Revise and Edit Carefully: After completing your essay, take the time to revise and edit it. Check for clarity, coherence, grammar, and spelling errors. Ensure that your essay flows smoothly and that your arguments are well-structured. Consider seeking feedback from peers or instructors to get different perspectives on your essay’s strengths and weaknesses.

By following these tips and presenting a well-reasoned argument supported by credible evidence, you’ll be well on your way to writing a compelling argumentative essay.

Before delving into argumentative essay samples , take a moment to familiarize yourself with the infographic summarizing tips for essay writing.

Writing Tips for Argumentative Essay

Good Argumentative Essay Examples

Crafting compelling argumentative essays is an essential aspect of academic pursuits.
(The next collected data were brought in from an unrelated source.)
//! The Mount Adapter: translates FUSE callbacks into Read-Path Policy and
//! DSF Parser invocations, passing everything else straight through to
//! the underlying root directory.
//!
//! Per §4.5/§6: `.dds` paths matching the tile grammar route `getattr`
//! and `open` through the policy engine (with the Path Map caching the
//! `getattr` resolution for the following `open`); `.dsf` paths matching
//! the scenery grammar trigger the DSF Parser on `open`; everything else
//! is a plain passthrough to `root`.

use std::collections::HashMap;
use std::ffi::OsStr;
use std::fs::{self, File};
use std::os::unix::ffi::OsStrExt;
use std::os::unix::fs::MetadataExt;
use std::path::{Path, PathBuf};
use std::sync::atomic::{AtomicU64, Ordering};
use std::sync::{Arc, Mutex};
use std::time::{Duration, SystemTime, UNIX_EPOCH};

use fuser::{
    FileAttr, FileType, Filesystem, ReplyAttr, ReplyData, ReplyDirectory, ReplyEmpty, ReplyEntry,
    ReplyOpen, ReplyStatfs, ReplyWrite, Request,
};
use libc::{EIO, ENOENT};

use crate::cache::TileCache;
use crate::config::AutoOrthoConfig;
use crate::dsf;
use crate::flight::FlightState;
use crate::policy;
use crate::tile_key::{is_dsf_path, parse_dds_path};

const ROOT_INO: u64 = 1;
const TTL: Duration = Duration::from_secs(1);

/// Bidirectional inode table mapping FUSE inodes to paths relative to
/// `root`. Inode `1` is always the root directory.
#[derive(Default)]
struct InodeTable {
    paths: HashMap<u64, PathBuf>,
    inos: HashMap<PathBuf, u64>,
    next: u64,
}

impl InodeTable {
    fn new() -> Self {
        let mut paths = HashMap::new();
        paths.insert(ROOT_INO, PathBuf::new());
        let mut inos = HashMap::new();
        inos.insert(PathBuf::new(), ROOT_INO);
        Self {
            paths,
            inos,
            next: 2,
        }
    }

    fn path_of(&self, ino: u64) -> Option<PathBuf> {
        self.paths.get(&ino).cloned()
    }

    fn ino_of(&mut self, rel: &Path) -> u64 {
        if let Some(&ino) = self.inos.get(rel) {
            return ino;
        }
        let ino = self.next;
        self.next += 1;
        self.paths.insert(ino, rel.to_path_buf());
        self.inos.insert(rel.to_path_buf(), ino);
        ino
    }
}

/// The AutoOrtho FUSE filesystem: a passthrough over `root` that
/// intercepts `.dds` and `.dsf` paths per §4.5.
pub struct AutoOrthoFs {
    root: PathBuf,
    cache: Arc<TileCache>,
    flight: Arc<FlightState>,
    config: AutoOrthoConfig,
    inodes: Mutex<InodeTable>,
    /// The Path Map: virtual path (relative to `root`) -> last-resolved
    /// artifact path, so `open` doesn't need to re-consult the policy.
    path_map: Mutex<HashMap<PathBuf, PathBuf>>,
    open_files: Mutex<HashMap<u64, File>>,
    next_fh: AtomicU64,
}

impl AutoOrthoFs {
    pub fn new(root: PathBuf, cache: Arc<TileCache>, flight: Arc<FlightState>, config: AutoOrthoConfig) -> Self {
        Self {
            root,
            cache,
            flight,
            config,
            inodes: Mutex::new(InodeTable::new()),
            path_map: Mutex::new(HashMap::new()),
            open_files: Mutex::new(HashMap::new()),
            next_fh: AtomicU64::new(1),
        }
    }

    fn full_path(&self, rel: &Path) -> PathBuf {
        self.root.join(rel)
    }

    /// The virtual path as the tile/DSF regexes expect it: root-relative,
    /// leading slash.
    fn virtual_path(rel: &Path) -> String {
        format!("/{}", rel.to_string_lossy())
    }

    /// Runs the Read-Path Policy for a tile path, recording the result in
    /// the Path Map. Returns `None` for the `"ZL"` sentinel (passthrough).
    fn resolve_tile(&self, rel: &Path) -> Option<PathBuf> {
        let key = parse_dds_path(&Self::virtual_path(rel))?;
        let flight = self.flight.snapshot();
        let resolved = policy::resolve(&self.cache, &key, flight, &self.config)?;
        self.path_map
            .lock()
            .unwrap()
            .insert(rel.to_path_buf(), resolved.clone());
        Some(resolved)
    }

    fn next_fh(&self) -> u64 {
        self.next_fh.fetch_add(1, Ordering::Relaxed)
    }
}

fn attr_from_metadata(ino: u64, meta: &fs::Metadata) -> FileAttr {
    let kind = if meta.is_dir() {
        FileType::Directory
    } else if meta.file_type().is_symlink() {
        FileType::Symlink
    } else {
        FileType::RegularFile
    };

    let to_time = |secs: i64, nanos: i64| {
        UNIX_EPOCH + Duration::new(secs.max(0) as u64, nanos.max(0) as u32)
    };

    FileAttr {
        ino,
        size: meta.len(),
        blocks: meta.blocks(),
        atime: to_time(meta.atime(), meta.atime_nsec()),
        mtime: to_time(meta.mtime(), meta.mtime_nsec()),
        ctime: to_time(meta.ctime(), meta.ctime_nsec()),
        crtime: SystemTime::now(),
        kind,
        perm: (meta.mode() & 0o7777) as u16,
        nlink: meta.nlink() as u32,
        uid: meta.uid(),
        gid: meta.gid(),
        rdev: meta.rdev() as u32,
        blksize: meta.blksize() as u32,
        flags: 0,
    }
}

impl Filesystem for AutoOrthoFs {
    fn lookup(&mut self, _req: &Request<'_>, parent: u64, name: &OsStr, reply: ReplyEntry) {
        let Some(parent_rel) = self.inodes.lock().unwrap().path_of(parent) else {
            reply.error(ENOENT);
            return;
        };
        let rel = parent_rel.join(name);

        let tile_resolved = self.resolve_tile(&rel);
        let stat_path = tile_resolved.unwrap_or_else(|| self.full_path(&rel));

        match fs::symlink_metadata(&stat_path) {
            Ok(meta) => {
                let ino = self.inodes.lock().unwrap().ino_of(&rel);
                reply.entry(&TTL, &attr_from_metadata(ino, &meta), 0);
            }
            Err(_) => reply.error(ENOENT),
        }
    }

    fn getattr(&mut self, _req: &Request<'_>, ino: u64, _fh: Option<u64>, reply: ReplyAttr) {
        let Some(rel) = self.inodes.lock().unwrap().path_of(ino) else {
            reply.error(ENOENT);
            return;
        };

        let tile_resolved = self.resolve_tile(&rel);
        let stat_path = tile_resolved.unwrap_or_else(|| self.full_path(&rel));

        match fs::symlink_metadata(&stat_path) {
            Ok(meta) => reply.attr(&TTL, &attr_from_metadata(ino, &meta)),
            Err(_) => reply.error(ENOENT),
        }
    }

    fn open(&mut self, _req: &Request<'_>, ino: u64, flags: i32, reply: ReplyOpen) {
        let Some(rel) = self.inodes.lock().unwrap().path_of(ino) else {
            reply.error(ENOENT);
            return;
        };
        let virt = Self::virtual_path(&rel);

        let target_path = if is_dsf_path(&virt) {
            let flight = self.flight.snapshot();
            let extra_fast = flight.spd > self.config.policy_fast_speed
                && flight.alt > self.config.policy_low_altitude;
            let full = self.full_path(&rel);
            if let Err(err) = dsf::prefetch(&full, &self.cache, extra_fast) {
                tracing::error!(error = %err, path = %full.display(), "DSF prefetch failed");
            }
            full
        } else if let Some(key) = parse_dds_path(&virt) {
            if key.is_zl_sentinel() {
                self.full_path(&rel)
            } else {
                let cached = self.path_map.lock().unwrap().get(&rel).cloned();
                cached.unwrap_or_else(|| self.cache.get_quick(&key, None, 1))
            }
        } else {
            self.full_path(&rel)
        };

        // Mirror the open-mode bits the kernel asked for so a later
        // `write` on this handle (passthrough, per §4.5/§6) isn't
        // rejected by a read-only handle.
        let accmode = flags & libc::O_ACCMODE;
        let mut options = fs::OpenOptions::new();
        options.read(true);
        if accmode == libc::O_WRONLY || accmode == libc::O_RDWR {
            options.write(true);
        }

        match options.open(&target_path) {
            Ok(file) => {
                let fh = self.next_fh();
                self.open_files.lock().unwrap().insert(fh, file);
                reply.opened(fh, 0);
            }
            Err(_) => reply.error(ENOENT),
        }
    }

    fn read(
        &mut self,
        _req: &Request<'_>,
        _ino: u64,
        fh: u64,
        offset: i64,
        size: u32,
        _flags: i32,
        _lock_owner: Option<u64>,
        reply: ReplyData,
    ) {
        use std::io::{Read, Seek, SeekFrom};

        let mut files = self.open_files.lock().unwrap();
        let Some(file) = files.get_mut(&fh) else {
            reply.error(EIO);
            return;
        };

        if file.seek(SeekFrom::Start(offset as u64)).is_err() {
            reply.error(EIO);
            return;
        }
        let mut buf = vec![0u8; size as usize];
        match file.read(&mut buf) {
            Ok(n) => reply.data(&buf[..n]),
            Err(_) => reply.error(EIO),
        }
    }

    fn write(
        &mut self,
        _req: &Request<'_>,
        _ino: u64,
        fh: u64,
        offset: i64,
        data: &[u8],
        _write_flags: u32,
        _flags: i32,
        _lock_owner: Option<u64>,
        reply: ReplyWrite,
    ) {
        use std::io::{Seek, SeekFrom, Write};

        let mut files = self.open_files.lock().unwrap();
        let Some(file) = files.get_mut(&fh) else {
            reply.error(EIO);
            return;
        };

        if file.seek(SeekFrom::Start(offset as u64)).is_err() {
            reply.error(EIO);
            return;
        }
        match file.write(data) {
            Ok(n) => reply.written(n as u32),
            Err(_) => reply.error(EIO),
        }
    }

    fn release(
        &mut self,
        _req: &Request<'_>,
        _ino: u64,
        fh: u64,
        _flags: i32,
        _lock_owner: Option<u64>,
        _flush: bool,
        reply: ReplyEmpty,
    ) {
        self.open_files.lock().unwrap().remove(&fh);
        reply.ok();
    }

    fn opendir(&mut self, _req: &Request<'_>, _ino: u64, _flags: i32, reply: ReplyOpen) {
        reply.opened(0, 0);
    }

    fn readdir(
        &mut self,
        _req: &Request<'_>,
        ino: u64,
        _fh: u64,
        offset: i64,
        mut reply: ReplyDirectory,
    ) {
        let Some(rel) = self.inodes.lock().unwrap().path_of(ino) else {
            reply.error(ENOENT);
            return;
        };
        let full = self.full_path(&rel);

        let dir_entries = match fs::read_dir(&full) {
            Ok(entries) => entries,
            Err(_) => {
                reply.error(ENOENT);
                return;
            }
        };

        let parent_rel = rel.parent().map(|p| p.to_path_buf()).unwrap_or_default();
        let parent_ino = self.inodes.lock().unwrap().ino_of(&parent_rel);

        let mut entries: Vec<(u64, FileType, String)> = vec![
            (ino, FileType::Directory, ".".to_string()),
            (parent_ino, FileType::Directory, "..".to_string()),
        ];
        for entry in dir_entries.flatten() {
            let child_rel = rel.join(entry.file_name());
            let kind = match entry.file_type() {
                Ok(t) if t.is_dir() => FileType::Directory,
                Ok(t) if t.is_symlink() => FileType::Symlink,
                _ => FileType::RegularFile,
            };
            let child_ino = self.inodes.lock().unwrap().ino_of(&child_rel);
            entries.push((child_ino, kind, entry.file_name().to_string_lossy().to_string()));
        }

        for (i, (entry_ino, kind, name)) in entries.into_iter().enumerate().skip(offset as usize) {
            if reply.add(entry_ino, (i + 1) as i64, kind, name) {
                break;
            }
        }
        reply.ok();
    }

    fn releasedir(&mut self, _req: &Request<'_>, _ino: u64, _fh: u64, _flags: i32, reply: ReplyEmpty) {
        reply.ok();
    }

    fn access(&mut self, _req: &Request<'_>, ino: u64, mask: i32, reply: ReplyEmpty) {
        let Some(rel) = self.inodes.lock().unwrap().path_of(ino) else {
            reply.error(ENOENT);
            return;
        };
        let full = self.full_path(&rel);
        let c_path = std::ffi::CString::new(full.as_os_str().as_bytes()).unwrap();
        let ret = unsafe { libc::access(c_path.as_ptr(), mask) };
        if ret == 0 {
            reply.ok();
        } else {
            reply.error(std::io::Error::last_os_error().raw_os_error().unwrap_or(EIO));
        }
    }

    fn statfs(&mut self, _req: &Request<'_>, _ino: u64, reply: ReplyStatfs) {
        let c_path = std::ffi::CString::new(self.root.as_os_str().as_bytes()).unwrap();
        let mut stat: libc::statvfs = unsafe { std::mem::zeroed() };
        let ret = unsafe { libc::statvfs(c_path.as_ptr(), &mut stat) };
        if ret != 0 {
            reply.error(EIO);
            return;
        }
        reply.statfs(
            stat.f_blocks,
            stat.f_bfree,
            stat.f_bavail,
            stat.f_files,
            stat.f_ffree,
            stat.f_bsize as u32,
            stat.f_namemax as u32,
            stat.f_frsize as u32,
        );
    }
}

#[cfg(test)]
mod tests {
    use super::*;
    use crate::renderer::PlaceholderRenderer;
    use tempfile::tempdir;

    fn test_fs() -> (AutoOrthoFs, tempfile::TempDir, tempfile::TempDir) {
        let root = tempdir().unwrap();
        let cache_dir = tempdir().unwrap();
        let config = AutoOrthoConfig {
            cache_dir: cache_dir.path().to_path_buf(),
            ..AutoOrthoConfig::default()
        };
        let renderer = Arc::new(PlaceholderRenderer::default());
        let cache = Arc::new(TileCache::new(config.clone(), renderer).unwrap());
        let flight = Arc::new(FlightState::default());
        (
            AutoOrthoFs::new(root.path().to_path_buf(), cache, flight, config),
            root,
            cache_dir,
        )
    }

    #[test]
    fn resolve_tile_skips_zl_sentinel() {
        let (fs, _root, _cache_dir) = test_fs();
        let rel = Path::new("earth/+50-010/20_30_ZL16.dds");
        assert!(fs.resolve_tile(rel).is_none());
    }

    #[test]
    fn resolve_tile_returns_cache_artifact_when_disconnected() {
        let (fs, _root, cache_dir) = test_fs();
        let rel = Path::new("earth/+50-010/20_30_BI16.dds");
        let resolved = fs.resolve_tile(rel).unwrap();
        assert_eq!(resolved, cache_dir.path().join("20_30_BI_13.dds"));
    }

    #[test]
    fn inode_table_reuses_ino_for_same_path() {
        let mut table = InodeTable::new();
        let ino1 = table.ino_of(Path::new("a/b.dsf"));
        let ino2 = table.ino_of(Path::new("a/b.dsf"));
        assert_eq!(ino1, ino2);
        assert_eq!(table.path_of(ino1).unwrap(), Path::new("a/b.dsf"));
    }

    #[test]
    fn root_inode_is_one_with_empty_path() {
        let table = InodeTable::new();
        assert_eq!(table.path_of(ROOT_INO).unwrap(), Path::new(""));
    }
}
To excel in this endeavor, gaining insights from good argumentative essay examples becomes imperative. Evaluating the quality of such examples is crucial to discern their usefulness. Key factors to consider include adherence to a specific essay model, the presence of a well-structured introductory paragraph, organized body sections, and a formal, impactful conclusion. 

These examples serve as invaluable guides, aiding students in mastering the art of persuasive writing and enhancing their academic performance. Explore these examples to elevate your essay-writing prowess and excel in the realm of argumentative discourse.

Argument Essay Examples for College

When crafting college-level essays, it’s advisable to employ straightforward language, steering clear of unnecessary complexity. The key lies in presenting a compelling argument essay that combines simplicity with robust evidence to bolster your claims. To enhance your writing skills, take a moment to explore argument essay examples thoughtfully. Pay attention not only to their formatting but also to the vocabulary employed. You can check these in the “Should College Be Free” argumentative essay example or read these argument essay examples can serve as invaluable resources, offering insights into effective persuasive techniques. By studying them, you can sharpen your own writing prowess and create essays that resonate convincingly with your audience.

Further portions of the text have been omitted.